Abstract

Multipath arrivals are identified and extracted from midfrequency impulse responses at a vertical line array produced by a broadband source transmitting linearly frequency modulated pulses in the SBCEX 17 experiment. Arrival times are extracted from received data using particle filtering and smoothing. Specifically, sequential filtering is applied to the received time series at sixteen phones for the estimation of three paths generated by sound interacting with the propagation medium. This is followed up with a smoother that provides “crisp” arrival time probability densities. A peak-finding method is used to identify a fourth path. The estimated arrival times obtained by the process above are linked with a sound propagation model based on ray tracing and linearization for estimation of source location and water column depth and sound speed.
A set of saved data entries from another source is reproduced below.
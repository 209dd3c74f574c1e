//! Server configuration loaded from environment variables.
//!
//! All settings have sensible defaults so the server can start with zero
//! configuration for local development.

use std::net::SocketAddr;
use std::path::PathBuf;

/// Server configuration.
#[derive(Debug, Clone)]
pub struct ServerConfig {
    /// Socket address for the HTTP/WebSocket server.
    /// Env: `HTTP_ADDR`
    /// Default: `0.0.0.0:5000`
    pub http_addr: SocketAddr,

    /// Explicit database file path.
    /// Env: `DB_PATH`
    /// Default: unset (platform data directory).
    pub db_path: Option<PathBuf>,

    /// HS256 signing secret shared with the identity provider.
    /// Env: `JWT_SECRET`
    /// Default: unset — connections are not authenticated and `register`
    /// trusts the client-supplied user id.
    pub jwt_secret: Option<String>,
}

impl Default for ServerConfig {
    fn default() -> Self {
        Self {
            http_addr: ([0, 0, 0, 0], 5000).into(),
            db_path: None,
            jwt_secret: None,
        }
    }
}

impl ServerConfig {
    /// Load configuration from environment variables, falling back to
    /// defaults.
    pub fn from_env() -> Self {
        let mut config = Self::default();

        if let Ok(addr) = std::env::var("HTTP_ADDR") {
            if let Ok(parsed) = addr.parse::<SocketAddr>() {
                config.http_addr = parsed;
            } else {
                tracing::warn!(
                    value = %addr,
                    "Invalid HTTP_ADDR, using default"
                );
            }
        }

        if let Ok(path) = std::env::var("DB_PATH") {
            config.db_path = Some(PathBuf::from(path));
        }

        if let Ok(secret) = std::env::var("JWT_SECRET") {
            if !secret.is_empty() {
                config.jwt_secret = Some(secret);
            }
        }

        // RUST_LOG is handled directly by tracing-subscriber's EnvFilter,
        // so we do not store it here.

        config
    }
}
An exhaustive search follows for inversion for sediment sound speed and thickness. Because the source is moving, receptions are available on a track and arrival time estimation and corresponding inversion are performed at every source location within the track. The unknown parameters are estimated sequentially with two approaches. Approach one is linearization using prior information from one location propagated to the next. Approach two relies on a second particle filter, capturing the dynamic evolution of parameters along the track. Both techniques lead to sediment property estimation. Results from the two methods agree, pointing to robustness in inversion when impulse responses and arrival times estimated from those are employed as input to the inverse problem.